Friday, June 23, 2006

The Power of Music & Dance


This Sunday we will be celebrating the Dances of Universal Peace for the second time this year. The group wanted to find a way to offer a space of sacredness and fellowship to the community. The dances provide an avenue to actively explore the beauty and diversity of various spiritual traditions. They are also provide an inner path to self realization and open the doorways between hearts - thus enabling the participants to discover the divine in one another. Developed by Murshid Samual Lewis (Sufi Ahmed Murada Chishti), these dances are inspired by the wisdom and sacred phrases of various spiritual paths, they are essentially a form of celebration and meditation in sound and movement.
In the spirit of the dances I would like to share the following from Hazrat Inayat Khan's writings on music:


Music, besides power, is intoxication. When it intoxicates those who hear, how much more must it intoxicate those who play or sing themselves! And how much more must it intoxicate those who have touched the perfection of music and have meditated upon it for years and years! It gives them an even greater joy and exaltation than a king feels sitting on his throne.

According to the thinkers of the East there are five different intoxication's: the intoxication of beauty, youth and strength; then the intoxication of wealth; the third is of power, command, the power of ruling; and there is the fourth intoxication, which is the intoxication of learning, of knowledge. But all these four intoxication's fade away just like stars before the sun in the presence of the intoxication of music. The reason is that it touches the deepest part of man's being. Music reaches farther than any other impression form the external world can reach. And the beauty of music is that it is both the source of creating and the means of absorbing it. In other words, by music the world was created, and by music it is withdrawn again into the source which has created it.

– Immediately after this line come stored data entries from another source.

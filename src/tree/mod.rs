//! Tree reconstruction subsystem
//!
//! Turns a flat, nested-set encoded result list into a forest: the
//! generator describes where descendants live, the reconstructor compiles
//! that into a descendant query and links what comes back.

mod generator;
mod reconstruct;

pub use generator::{NestedSetTreeQuery, TreeQueryGenerator};
pub use reconstruct::{LinkedForest, TreeReconstructor};
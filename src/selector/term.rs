//! Selector terms
//!
//! A term is one `field operator value` condition produced by the selector
//! parser. Terms nest: a group is an ordered sequence of nodes that must all
//! hold.

use std::fmt;

use serde::{Deserialize, Serialize};
use serde_json::{Number, Value};

/// Term value: the parser hands over either text or a number
#[derive(Debug, Clone, PartialEq, Serialize, Deserialize)]
#[serde(untagged)]
pub enum TermValue {
    Number(Number),
    Text(String),
}

impl TermValue {
    /// Create a text value
    pub fn text(value: impl Into<String>) -> Self {
        TermValue::Text(value.into())
    }

    /// Create a numeric value. Non-finite numbers have no JSON form and become text.
    pub fn number(value: f64) -> Self {
        match Number::from_f64(value) {
            Some(n) => TermValue::Number(n),
            None => TermValue::Text(value.to_string()),
        }
    }

    /// Returns the value as a JSON literal, unmodified
    pub fn to_json(&self) -> Value {
        match self {
            TermValue::Number(n) => Value::Number(n.clone()),
            TermValue::Text(s) => Value::String(s.clone()),
        }
    }
}

impl fmt::Display for TermValue {
    fn fmt(&self, f: &mut fmt::Formatter<'_>) -> fmt::Result {
        match self {
            TermValue::Number(n) => write!(f, "{}", n),
            TermValue::Text(s) => write!(f, "{}", s),
        }
    }
}

impl From<&str> for TermValue {
    fn from(value: &str) -> Self {
        TermValue::text(value)
    }
}

impl From<String> for TermValue {
    fn from(value: String) -> Self {
        TermValue::Text(value)
    }
}

impl From<i64> for TermValue {
    fn from(value: i64) -> Self {
        TermValue::Number(Number::from(value))
    }
}

impl From<i32> for TermValue {
    fn from(value: i32) -> Self {
        TermValue::Number(Number::from(value))
    }
}

impl From<f64> for TermValue {
    fn from(value: f64) -> Self {
        TermValue::number(value)
    }
}

/// A single selector condition
///
/// The operator is kept as the raw symbol the parser produced; whether it is
/// supported is decided by the operator registry.
#[derive(Debug, Clone, PartialEq, Serialize, Deserialize)]
pub struct Term {
    /// Field path, dotted for nested fields (e.g. `_digger.left`)
    pub field: String,
    /// Operator symbol, e.g. `=`, `^=`, `<=`
    pub operator: String,
    /// Comparison value
    pub value: TermValue,
}

impl Term {
    /// Creates a term
    pub fn new(
        field: impl Into<String>,
        operator: impl Into<String>,
        value: impl Into<TermValue>,
    ) -> Self {
        Self {
            field: field.into(),
            operator: operator.into(),
            value: value.into(),
        }
    }
}

impl fmt::Display for Term {
    fn fmt(&self, f: &mut fmt::Formatter<'_>) -> fmt::Result {
        write!(f, "[{}{}{}]", self.field, self.operator, self.value)
    }
}

/// A term or an AND-group of term nodes
///
/// On the wire a leaf is a term object and a group is a JSON array.
#[derive(Debug, Clone, PartialEq, Serialize, Deserialize)]
#[serde(untagged)]
pub enum TermNode {
    Leaf(Term),
    Group(Vec<TermNode>),
}

impl TermNode {
    /// Shorthand for a leaf node
    pub fn leaf(
        field: impl Into<String>,
        operator: impl Into<String>,
        value: impl Into<TermValue>,
    ) -> Self {
        TermNode::Leaf(Term::new(field, operator, value))
    }

    /// Shorthand for a group node
    pub fn group(nodes: impl IntoIterator<Item = TermNode>) -> Self {
        TermNode::Group(nodes.into_iter().collect())
    }

    /// Number of leaves under this node
    pub fn leaf_count(&self) -> usize {
        match self {
            TermNode::Leaf(_) => 1,
            TermNode::Group(nodes) => nodes.iter().map(TermNode::leaf_count).sum(),
        }
    }
}

impl From<Term> for TermNode {
    fn from(term: Term) -> Self {
        TermNode::Leaf(term)
    }
}
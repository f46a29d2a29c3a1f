//! Tree reconstruction
//!
//! Second pass of a tree select: derive the descendant query from the
//! primary results, then link the fetched descendants to their ancestors.
//!
//! Linking protocol:
//! 1. Index descendants by declared parent id, in arrival order, so every
//!    ancestor's children are known before any node is built (multi-level
//!    trees resolve in a single pass)
//! 2. Rebuild the forest from the primary records, walking each subtree
//!    with an explicit work stack; depth is bounded by memory, not the
//!    call stack
//! 3. A descendant not reachable from a primary record (its parent is
//!    absent, or it names itself) is fetched but never surfaces

use std::collections::{HashMap, HashSet};
use std::sync::Arc;

use crate::compiler::{Predicate, TermCompiler};
use crate::config::SelectConfig;
use crate::executor::ResultNode;
use crate::skeleton::{Record, Skeleton};

use super::generator::{NestedSetTreeQuery, TreeQueryGenerator};

/// Forest built from primary and descendant records
#[derive(Debug, Clone, PartialEq)]
pub struct LinkedForest {
    /// One node per primary record, in primary order
    pub forest: Vec<ResultNode>,
    /// Distinct descendants that surface somewhere in the forest
    pub attached: usize,
    /// Descendants that surface nowhere
    pub orphaned: usize,
}

/// Derives descendant queries and links descendants to ancestors
#[derive(Clone)]
pub struct TreeReconstructor {
    compiler: TermCompiler,
    generator: Arc<dyn TreeQueryGenerator>,
    prefix: String,
}

impl TreeReconstructor {
    /// Creates a reconstructor with an injected tree query generator
    pub fn new(
        compiler: TermCompiler,
        generator: Arc<dyn TreeQueryGenerator>,
        config: &SelectConfig,
    ) -> Self {
        Self {
            compiler,
            generator,
            prefix: config.tree_prefix.clone(),
        }
    }

    /// Creates a reconstructor using the nested-set generator
    pub fn nested_set(compiler: TermCompiler, config: &SelectConfig) -> Self {
        Self::new(compiler, Arc::new(NestedSetTreeQuery::new(config)), config)
    }

    /// Builds the descendant query for the primary records.
    ///
    /// Several interval predicates are OR-ed; a single one is AND-wrapped.
    /// Returns None when the generator yields nothing compilable, in which
    /// case there are no descendants to fetch.
    pub fn descendant_filter(&self, primary: &[Record]) -> Option<Predicate> {
        let skeletons: Vec<Skeleton> = primary.iter().map(|r| r.skeleton().clone()).collect();
        let terms = self.generator.descendant_terms(&self.prefix, &skeletons);
        let compiled = self.compiler.compile_all(&terms);

        match compiled.predicates.len() {
            0 => None,
            1 => Some(Predicate::And(compiled.predicates)),
            _ => Some(Predicate::Or(compiled.predicates)),
        }
    }

    /// Links descendants under their parents and rebuilds the forest.
    ///
    /// Ids are unique across one result set. When a store breaks that and
    /// returns a record both as a primary result and as a descendant, each
    /// copy is built independently and both carry the record's children.
    pub fn link(&self, primary: &[Record], descendants: &[Record]) -> LinkedForest {
        let mut children_of: HashMap<&str, Vec<usize>> = HashMap::new();
        for (index, descendant) in descendants.iter().enumerate() {
            if descendant.skeleton().is_self_parented() {
                continue;
            }
            if let Some(parent) = descendant.parent_id() {
                children_of.entry(parent).or_default().push(index);
            }
        }

        let linker = Linker {
            descendants,
            children_of: &children_of,
        };
        let mut surfaced = HashSet::new();
        let forest = primary
            .iter()
            .map(|record| linker.build(record, &mut surfaced))
            .collect();

        LinkedForest {
            forest,
            attached: surfaced.len(),
            orphaned: descendants.len() - surfaced.len(),
        }
    }
}

struct Linker<'a> {
    descendants: &'a [Record],
    children_of: &'a HashMap<&'a str, Vec<usize>>,
}

/// One node under construction: its record, the child indexes still to
/// visit and the children already built
struct Frame<'a> {
    record: &'a Record,
    pending: &'a [usize],
    built: Vec<ResultNode>,
}

impl<'a> Linker<'a> {
    fn frame(&self, record: &'a Record) -> Frame<'a> {
        let children_of = self.children_of;
        let pending = children_of
            .get(record.id())
            .map(Vec::as_slice)
            .unwrap_or(&[]);
        Frame {
            record,
            pending,
            built: Vec::with_capacity(pending.len()),
        }
    }

    /// Builds the subtree under `root` bottom-up, recording the index of
    /// every descendant placed in it.
    fn build(&self, root: &'a Record, surfaced: &mut HashSet<usize>) -> ResultNode {
        // Ids on the current root-to-node path; only a store returning
        // duplicate ids can make a child repeat one.
        let mut path: HashSet<&str> = HashSet::new();
        path.insert(root.id());
        let mut stack = vec![self.frame(root)];
        let descendants = self.descendants;
        let mut finished = None;

        while let Some(frame) = stack.last_mut() {
            if let Some((&index, rest)) = frame.pending.split_first() {
                frame.pending = rest;
                let child = &descendants[index];
                surfaced.insert(index);
                if path.insert(child.id()) {
                    stack.push(self.frame(child));
                } else {
                    frame.built.push(ResultNode::leaf(child.document().clone()));
                }
                continue;
            }

            let Some(done) = stack.pop() else { break };
            path.remove(done.record.id());
            let node = ResultNode::with_children(done.record.document().clone(), done.built);
            match stack.last_mut() {
                Some(parent) => parent.built.push(node),
                None => finished = Some(node),
            }
        }

        finished.unwrap_or_else(|| ResultNode::leaf(root.document().clone()))
    }
}
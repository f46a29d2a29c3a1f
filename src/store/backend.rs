//! # Store Handle Traits
//!
//! The document store is an external collaborator. A factory yields a
//! collection handle per request; a collection answers `find` with a cursor
//! that drains into an array. Every suspension point returns a boxed future
//! so the traits stay object safe.

use std::future::Future;
use std::pin::Pin;
use std::sync::Arc;

use serde_json::Value;

use crate::compiler::Predicate;
use crate::planner::{FindOptions, Projection};

use super::context::RequestContext;
use super::errors::StoreResult;

/// Boxed future returned by store operations
pub type StoreFuture<'a, T> = Pin<Box<dyn Future<Output = StoreResult<T>> + Send + 'a>>;

/// Yields a collection handle for a request
pub trait CollectionFactory: Send + Sync {
    /// Acquire the collection for this request
    fn collection<'a>(&'a self, ctx: &'a RequestContext) -> StoreFuture<'a, Arc<dyn Collection>>;
}

/// A queryable collection of documents
pub trait Collection: Send + Sync {
    /// Start a find. Errors surface when the cursor is drained.
    fn find(
        &self,
        filter: &Predicate,
        projection: &Projection,
        options: FindOptions,
    ) -> Box<dyn Cursor>;
}

/// Result cursor of a find
pub trait Cursor: Send {
    /// Drain every remaining document
    fn to_array(self: Box<Self>) -> StoreFuture<'static, Vec<Value>>;
}

/// Cursor over an already-computed result
pub struct VecCursor {
    result: StoreResult<Vec<Value>>,
}

impl VecCursor {
    /// Wrap a computed result
    pub fn new(result: StoreResult<Vec<Value>>) -> Self {
        Self { result }
    }
}

impl Cursor for VecCursor {
    fn to_array(self: Box<Self>) -> StoreFuture<'static, Vec<Value>> {
        Box::pin(async move { self.result })
    }
}
//! Query assembly
//!
//! Combines compiled predicates and selector modifiers into one executable
//! plan: filter, projection and find options.
//!
//! # Design Principles
//!
//! - Deterministic: same select query, same plan
//! - Store-free: a select with no usable search term never reaches the store
//! - Lean: a single predicate is never wrapped in a redundant AND

mod assembler;
mod plan;

pub use assembler::QueryAssembler;
pub use plan::{Assembly, FindOptions, Projection, QueryPlan};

In this scientific and material world we see a similar example. Before a machine or mechanism will run, it must first make a noise. If first becomes audible and then shows its life. We can see this in a ship, in an airplane, in an automobile. This idea belongs to the mysticism of sound. Before an infant is capable of admiring a color or form, it enjoys sound. If there is any art that can most please the aged it is music. If there is any art that can charge youth with life and enthusiasm, emotion and passion, it is music. If there is any art in which a person can fully express his feeling, his emotion, it is music. At the same time it is something that gives man that force and that power of activity which make the soldiers march with the bet of the drum and the sound of the trumpet. In the traditions of the past it was said that on the Last Day there will be the sound of trumpets before the end of the world comes. This shows that music is connected with the beginning of the creation, with its continuity, and with its end.

The mystics of all ages have loved music most. In almost all the circles of the inner cult, in whatever part of the world, music seems to be the center of the cult or the ceremony. And those who attain to that perfect peace which is called Nirvana, or in the language of the Hindus Samadhi, do this more easily through music. Therefore Sufis, especially those of the Chishtia School of ancient times, have taken music as a source of their meditation; and by meditating thus they derive much more benefit from it than those who meditate without the help of music. The effect that they experience is the unfoldment of the soul, the opening of the intuitive faculties; and their heart, so to speak, opens to all the beauty which is within and without, uplifting them, and at the same time bringing them that perfection for which every soul yearns.